Bill added: "If you threw out everyone who had ever been guilty of gross misconduct, particularly after 10pm on a Friday, there wouldn't be anyone left [in Fleet Street]."

Ed: Well, quite.

Carlos Tevez became three times more irritating by refusing to play for the last 15 minutes of a Man City match, leading to this post speculating whether 22 golden Labradors chasing a ball might not be more fun than football.

Darryl said:
"Completely agree, though in his defence he is probably still stripping about not being able to go back to south America to be with his wife and child. Something I believe City did everything to scupper by holding on for more money until the deadline ran out. Still, he should have kept his pride and dignity, and played like a professional instead of acting like a overpaid prima-donna, just like 99% of the footballers these days."
Eric said: ""Outstanding column today Lillys. I'm losing all faith in the game, and today one of our 'role models' is arrested for sexual assault and drug possession. It can't go on."

Ed: And yet it does. 

Then the trial of Conrad Murray over the death of Michael Jackson began, and this post pointed out the case is not so much about getting justice for the death but finding out who will be the target of all the lawsuits from promoters, family and insurance companies.

Alex said: "Brilliant piece that deserves more investigation - the last paragraph is a bit Linda 'Why Won't They Think of the Children' Lee-Potter-ish." And Colin added: "The lawyers are doing just fine. As they always will."

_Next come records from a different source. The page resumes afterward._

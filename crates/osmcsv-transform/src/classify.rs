//! Tag classification.
//!
//! A raw tag either carries problem characters (dropped before it can reach
//! output), a namespaced `prefix:local` key (split, with sensitive keys
//! routed through a normalizer), or a plain key. Classification is pure
//! given its inputs and the static correction tables.

use std::sync::LazyLock;

use regex::Regex;
use tracing::debug;

use osmcsv_model::{Result, TagRow};
use osmcsv_normalization::{normalize_street, standardize_phone};

/// Type marker for tags without a namespace prefix.
pub const DEFAULT_TAG_TYPE: &str = "regular";

/// Key whose values are street names.
pub const STREET_KEY: &str = "addr:street";

/// Namespaced key whose values are phone numbers.
pub const CONTACT_PHONE_KEY: &str = "contact:phone";

/// Bare key whose values are phone numbers.
pub const PHONE_KEY: &str = "phone";

/// Characters that disqualify a key from output entirely.
static PROBLEM_CHARS_RE: LazyLock<Regex> =
    LazyLock::new(|| Regex::new(r#"[=+/&<>;'"?%#$@,. \t\r\n]"#).expect("invalid problem chars regex"));

/// `namespace:local-key` shape; the local key keeps any further colons.
static NAMESPACED_KEY_RE: LazyLock<Regex> =
    LazyLock::new(|| Regex::new(r"(\w+):(\w+:?.*)").expect("invalid namespaced key regex"));

/// Classifies one raw tag into a [`TagRow`], or `None` when the key is
/// disqualified. Street and phone values are normalized on the way through;
/// an unmappable phone value propagates as an error rather than reaching
/// output raw.
pub fn classify(element_id: &str, key: &str, value: &str) -> Result<Option<TagRow>> {
    if PROBLEM_CHARS_RE.is_match(key) {
        debug!(key, "dropping tag key with problem characters");
        return Ok(None);
    }

    if let Some(caps) = NAMESPACED_KEY_RE.captures(key) {
        let namespace = caps.get(1).map_or("", |m| m.as_str());
        let local_key = caps.get(2).map_or("", |m| m.as_str());
        let value = if key == STREET_KEY {
            normalize_street(value)
        } else if key == CONTACT_PHONE_KEY {
            standardize_phone(value)?.into_value()
        } else {
            value.to_string()
        };
        return Ok(Some(TagRow {
            id: element_id.to_string(),
            key: local_key.to_string(),
            value,
            kind: namespace.to_string(),
        }));
    }

    let value = if key == PHONE_KEY {
        standardize_phone(value)?.into_value()
    } else {
        value.to_string()
    };
    Ok(Some(TagRow {
        id: element_id.to_string(),
        key: key.to_string(),
        value,
        kind: DEFAULT_TAG_TYPE.to_string(),
    }))
}
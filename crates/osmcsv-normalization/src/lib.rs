//! Locale-specific value cleaning for the two failure-prone tag kinds:
//! street designations and phone numbers. Both engines are pure functions
//! over immutable static correction tables.

pub mod phone;
pub mod street;

pub use phone::{StandardizedPhone, UNRECOVERABLE_VALUE, standardize_phone};
pub use street::{
    CANONICAL_DESIGNATIONS, audit_street, non_canonical_designation, normalize_street,
    normalize_street_with, trailing_designation,
};
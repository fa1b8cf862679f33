//! CLI library components for the OSM CSV transpiler.

pub mod logging;
pub mod pipeline;
//! OSM CSV Transpiler CLI.

use clap::{ColorChoice, Parser};
use osmcsv_cli::logging::{LogConfig, LogFormat, init_logging};
use std::io::{self, IsTerminal};
use tracing::level_filters::LevelFilter;

mod cli;
mod commands;
mod pipeline;
mod summary;

use crate::cli::{Cli, Command, LogFormatArg, LogLevelArg};
use crate::commands::{run_audit, run_convert};

fn main() {
    let cli = Cli::parse();
    cli.color.write_global();
    let log_config = log_config_from_cli(&cli);
    if let Err(error) = init_logging(&log_config) {
        eprintln!("error: failed to initialize logging: {error}");
        std::process::exit(1);
    }
    let exit_code = match cli.command {
        Command::Convert(args) => match run_convert(&args) {
            Ok(()) => 0,
            Err(error) => {
                eprintln!("error: {error:#}");
                1
            }
        },
        Command::Audit(args) => match run_audit(&args) {
            Ok(()) => 0,
            Err(error) => {
                eprintln!("error: {error:#}");
                1
            }
        },
    };
    std::process::exit(exit_code);
}

/// Build logging configuration from CLI flags with consistent precedence.
fn log_config_from_cli(cli: &Cli) -> LogConfig {
    let mut config = LogConfig {
        level_filter: cli.verbosity.tracing_level_filter(),
        ..LogConfig::default()
    };
    config.use_env_filter = !(cli.verbosity.is_present() || cli.log_level.is_some());
    if let Some(level) = cli.log_level {
        config.level_filter = match level {
            LogLevelArg::Error => LevelFilter::ERROR,
            LogLevelArg::Warn => LevelFilter::WARN,
            LogLevelArg::Info => LevelFilter::INFO,
            LogLevelArg::Debug => LevelFilter::DEBUG,
            LogLevelArg::Trace => LevelFilter::TRACE,
        };
    }
    config.format = match cli.log_format {
        LogFormatArg::Pretty => LogFormat::Pretty,
        LogFormatArg::Compact => LogFormat::Compact,
        LogFormatArg::Json => LogFormat::Json,
    };
    config.log_file = cli.log_file.clone();
    config.with_ansi = match cli.color.color {
        ColorChoice::Always => true,
        ColorChoice::Never => false,
        ColorChoice::Auto => cli.log_file.is_none() && io::stderr().is_terminal(),
    };
    config
}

Last weekend Britain marked the 10th anniversary of war in Afghanistan by barely noticing it and this post weighed up the costs and benefits to service personnel, our defence budget and the Afghan population.

Will said:
"I do understand why you're disappointed with a lack of dialogue on the subject of war. Call me a fluffy pacifist, but eventually people have to sit down to talk. Conflict has been around as long as humans, but so has dialogue and solution. Can't help wondering what intelligent life forms watching us from outside would make of it, or generations in future millennia. I have huge respect for human bravery whatever the context but, the military don't have a monopoly. So long as the richest 10% of adults account for 85% of the world total of global assets there’s going to be trouble. Please keep up with your posts."
Then yours truly and a few others had a collective brain-fart over the acquittal of Amanda Knox for murder and this post tried to explain why the Daily Wail's briefly-published online backgrounder was a mistake rather than part of a grand media conspiracy (journalists don't have the patience for conspiracies).

Enid said: "Perfect. You made journalism sound exciting again." Chris devoted a long and detailed post on my Facebook wall to internet caches and who-did-what-when, which I don't have space to repeat and less time to try to understand, but add me as a friend using the link on the right if you're curious to see it.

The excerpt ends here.